"The Twins of Tribeca" by Rachel Pine

A debut novel from a former Miramax assistant breaks the standard celebrity-dish genre and offers a revealing look at the plight of today's working women.

Published June 24, 2005 9:24PM (EDT)

A few years back, apple-cheeked chick lit mated with slutty celebrity tell-all and produced a batch of dishy romances like "The Devil Wears Prada" and "The Nanny Diaries." They went like this: single girl tries to get her social, sexual and professional groove on while laboring for a rich and/or famous person whose real-life identity is very thinly veiled.

"The Twins of Tribeca" is part of the same litter. First-time novelist Rachel Pine was a publicity assistant at Miramax Films, the Oscar-gobbling company run by pugnacious brothers Bob and Harvey Weinstein that helped to popularize "independent film." Pine's novel centers on Karen Jacobs, a publicity assistant at Glorious Pictures, headed by Phil and Tony Waxman, "the notorious, larger-than-life twin brothers who run their company with ... iron fists." Why Pine even bothered to change the Weinsteins' names is something of a mystery, especially since Miramax itself is publishing the book.

I was admittedly more eager than most to read "The Twins of Tribeca." Having covered Miramax as a reporter for several years and worked at its magazine Talk before that, I was anxious to see how my old friends, nemeses and sources -- including the Bros. Weinstein -- fared.

But one of the things that's good -- really good -- about "The Twins of Tribeca" is that it's not really about the titular "Waxmans," who waltz through as loud, scary but basically buffoonish mascots. Pine also manages to avoid other predictable elements of her genre; Karen has no swoony romance (only a creepy dalliance with a foot fetishist gossip-columnist) and no cosmo-quaffing pack of friends.

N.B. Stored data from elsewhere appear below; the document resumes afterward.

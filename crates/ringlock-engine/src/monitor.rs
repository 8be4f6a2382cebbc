//! Progress accounting and the deadlock / starvation watchdog.
//!
//! Agents write to the monitor; only the controller and observers read it.
//! Every counter is a lock-free atomic so recording an eat never contends
//! with a reader taking a snapshot.

use std::sync::atomic::{AtomicBool, AtomicU64, AtomicU8, Ordering};
use std::sync::OnceLock;
use std::time::{Duration, Instant};

use ringlock_core::{AgentId, AgentState, DenyReason, ResourceMisuseError};

/// Per-agent counters, padded to avoid false sharing between agents
/// recording on adjacent slots.
///
/// 128-byte alignment covers both 64-byte and 128-byte cache lines.
#[repr(align(128))]
#[derive(Debug)]
struct AgentSlot {
    eats: AtomicU64,
    denials: AtomicU64,
    timeouts: AtomicU64,
    state: AtomicU8,
}

impl AgentSlot {
    fn new() -> Self {
        Self {
            eats: AtomicU64::new(0),
            denials: AtomicU64::new(0),
            timeouts: AtomicU64::new(0),
            state: AtomicU8::new(AgentState::Thinking as u8),
        }
    }
}

/// Shared progress counters for one simulation.
#[derive(Debug)]
pub struct ProgressMonitor {
    origin: Instant,
    total_eats: AtomicU64,
    /// Nanoseconds since `origin` of the last eat (or of `mark_started`).
    last_progress_ns: AtomicU64,
    running: AtomicBool,
    slots: Box<[AgentSlot]>,
    violations: AtomicU64,
    fault: OnceLock<ResourceMisuseError>,
}

// Compile-time assertion: shared across agent threads.
const _: fn() = || {
    fn assert<T: Send + Sync>() {}
    assert::<ProgressMonitor>();
};

impl ProgressMonitor {
    /// Zeroed counters for `agent_count` agents, not yet running.
    pub fn new(agent_count: usize) -> Self {
        Self {
            origin: Instant::now(),
            total_eats: AtomicU64::new(0),
            last_progress_ns: AtomicU64::new(0),
            running: AtomicBool::new(false),
            slots: (0..agent_count).map(|_| AgentSlot::new()).collect(),
            violations: AtomicU64::new(0),
            fault: OnceLock::new(),
        }
    }

    fn now_ns(&self) -> u64 {
        self.origin.elapsed().as_nanos() as u64
    }

    fn slot(&self, agent: AgentId) -> &AgentSlot {
        &self.slots[agent.index()]
    }

    /// Number of agents tracked.
    pub fn agent_count(&self) -> usize {
        self.slots.len()
    }

    /// Mark the run as started. The deadlock window is measured from here
    /// until the first eat.
    pub fn mark_started(&self) {
        self.last_progress_ns.store(self.now_ns(), Ordering::Release);
        self.running.store(true, Ordering::Release);
    }

    /// Mark the run as stopped. The watchdog stays quiet afterwards.
    pub fn mark_stopped(&self) {
        self.running.store(false, Ordering::Release);
    }

    /// Whether the run is between `mark_started` and `mark_stopped`.
    pub fn is_running(&self) -> bool {
        self.running.load(Ordering::Acquire)
    }

    /// Count one eat for `agent`. Returns the agent's new total.
    pub fn record_eat(&self, agent: AgentId) -> u64 {
        let meals = self.slot(agent).eats.fetch_add(1, Ordering::AcqRel) + 1;
        self.total_eats.fetch_add(1, Ordering::AcqRel);
        self.last_progress_ns.store(self.now_ns(), Ordering::Release);
        meals
    }

    /// Count one denied acquisition for `agent`.
    pub fn record_denied(&self, agent: AgentId, reason: DenyReason) {
        let slot = self.slot(agent);
        slot.denials.fetch_add(1, Ordering::Relaxed);
        if reason == DenyReason::Timeout {
            slot.timeouts.fetch_add(1, Ordering::Relaxed);
        }
    }

    /// Publish `agent`'s current lifecycle state.
    pub fn set_state(&self, agent: AgentId, state: AgentState) {
        self.slot(agent).state.store(state as u8, Ordering::Release);
    }

    /// Last published state of `agent`.
    pub fn state(&self, agent: AgentId) -> AgentState {
        AgentState::from_u8(self.slot(agent).state.load(Ordering::Acquire))
    }

    /// Count one failed exclusion or all-or-nothing check.
    pub fn record_violation(&self) {
        self.violations.fetch_add(1, Ordering::AcqRel);
    }

    /// Failed self-checks so far. Zero in a correct run.
    pub fn violations(&self) -> u64 {
        self.violations.load(Ordering::Acquire)
    }

    /// Record a misuse fault. Only the first one is kept; returns whether
    /// this call stored it.
    pub fn record_fault(&self, err: ResourceMisuseError) -> bool {
        self.fault.set(err).is_ok()
    }

    /// The first misuse fault, if any agent hit one.
    pub fn fault(&self) -> Option<&ResourceMisuseError> {
        self.fault.get()
    }

    /// Eats across all agents.
    pub fn total_eats(&self) -> u64 {
        self.total_eats.load(Ordering::Acquire)
    }

    /// Eats by `agent`.
    pub fn eats(&self, agent: AgentId) -> u64 {
        self.slot(agent).eats.load(Ordering::Acquire)
    }

    /// Time since the last eat, or since the run started if nobody has
    /// eaten yet.
    pub fn since_last_progress(&self) -> Duration {
        let last = self.last_progress_ns.load(Ordering::Acquire);
        Duration::from_nanos(self.now_ns().saturating_sub(last))
    }

    /// `true` iff the run is active and no eat happened within `window`.
    pub fn check_deadlock(&self, window: Duration) -> bool {
        self.is_running() && self.since_last_progress() >= window
    }

    /// Agents whose eat count is strictly below `ratio` times the mean.
    ///
    /// Empty while nobody has eaten.
    pub fn check_starvation(&self, ratio: f64) -> Vec<AgentId> {
        let counts: Vec<u64> = self
            .slots
            .iter()
            .map(|s| s.eats.load(Ordering::Acquire))
            .collect();
        starved(&counts, ratio)
            .into_iter()
            .map(|i| AgentId(i as u32))
            .collect()
    }

    /// Point-in-time copy of every counter.
    pub fn snapshot(&self) -> ProgressSnapshot {
        let agents = self
            .slots
            .iter()
            .enumerate()
            .map(|(i, s)| AgentProgress {
                agent: AgentId(i as u32),
                eats: s.eats.load(Ordering::Acquire),
                denials: s.denials.load(Ordering::Acquire),
                timeouts: s.timeouts.load(Ordering::Acquire),
                state: AgentState::from_u8(s.state.load(Ordering::Acquire)),
            })
            .collect();
        ProgressSnapshot {
            total_eats: self.total_eats(),
            agents,
            since_last_progress: self.since_last_progress(),
            running: self.is_running(),
            violations: self.violations(),
        }
    }
}

/// Indices whose count is below `ratio * mean`. Empty if the total is zero.
fn starved(counts: &[u64], ratio: f64) -> Vec<usize> {
    let total: u64 = counts.iter().sum();
    if total == 0 || counts.is_empty() {
        return Vec::new();
    }
    let threshold = ratio * total as f64 / counts.len() as f64;
    counts
        .iter()
        .enumerate()
        .filter(|&(_, &c)| (c as f64) < threshold)
        .map(|(i, _)| i)
        .collect()
}

/// One agent's counters in a [`ProgressSnapshot`].
#[derive(Clone, Debug, PartialEq, Eq)]
pub struct AgentProgress {
    /// Which agent.
    pub agent: AgentId,
    /// Meals eaten.
    pub eats: u64,
    /// Denied acquisition attempts, of any reason.
    pub denials: u64,
    /// Denials caused by a wait timing out.
    pub timeouts: u64,
    /// Last published state.
    pub state: AgentState,
}

/// Copy of the monitor's counters.
///
/// Counters are read one by one, so `total_eats` can run slightly ahead of
/// the per-agent sum while agents are active.
#[derive(Clone, Debug, PartialEq)]
pub struct ProgressSnapshot {
    /// Eats across all agents.
    pub total_eats: u64,
    /// Per-agent counters in id order.
    pub agents: Vec<AgentProgress>,
    /// Time since the last eat.
    pub since_last_progress: Duration,
    /// Whether the run was active.
    pub running: bool,
    /// Failed self-checks.
    pub violations: u64,
}

impl ProgressSnapshot {
    /// Per-agent eat counts in id order.
    pub fn eats(&self) -> Vec<u64> {
        self.agents.iter().map(|a| a.eats).collect()
    }

    /// Smallest per-agent eat count.
    pub fn min_eats(&self) -> u64 {
        self.agents.iter().map(|a| a.eats).min().unwrap_or(0)
    }

    /// Mean eats per agent.
    pub fn mean_eats(&self) -> f64 {
        if self.agents.is_empty() {
            return 0.0;
        }
        self.agents.iter().map(|a| a.eats).sum::<u64>() as f64 / self.agents.len() as f64
    }
}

What Karen does is work. And work and work and work. It may not be sexy, but it's a grimly observant take on single women's lives. In an ideal world we'd have a great balance between job and love and sex and friends. But in the real world, we often just work. And work some more.

Of course for Karen, it's not as bleak as it could be. There's a reason that "The Twins of Tribeca" wasn't written by, say, an actuarial assistant. Karen's gig is punctuated by trips to the Oscars and visits from "Juliet Eastland," a lithe Gwynethian actress so stunning that even Harvey, "the evil little ferret" of an office dog, lets her tickle his belly. There's also dish about difficult stars who sound a lot like Prince, Robert De Niro, Ralph Fiennes and Natalie Portman.

But this is window dressing. At the heart of the book is its beautifully executed revelation that Glorious Pictures, famously headed by two burly guys, is actually an empire run by women. And Pine's version of intra-office dynamics is infinitely more sensitive than other recent attempts to convey the pleasures and pains of a mostly female work hierarchy. There is one hideous caricature -- a screamer who fires an intern who dares write her for career advice -- but, hey, maybe she exists.

Most of Karen's superiors have more refined, irritating eccentricities, like the woman who doesn't trust her assistant with anything more than compiling a daily list of deliverable soups. Pine faithfully records the minutiae of the daily humiliations of her caste: When assigned to usher celebrity guests into an Oscar party, Karen is told: "Don't move your hands when you greet people. They might think you're trying to touch them." After a spelling error, one assistant is made to write the name of famous director "Johnny Lucchese" 500 times. Karen arrives at the office at 7 so that her boss, Allegra, still in bed but pretending to be in a meeting, can have Page Six read aloud to her. "The column had a mysterious hold over [Allegra]," writes Pine. "She studied it with the intensity of a Talmudic scholar."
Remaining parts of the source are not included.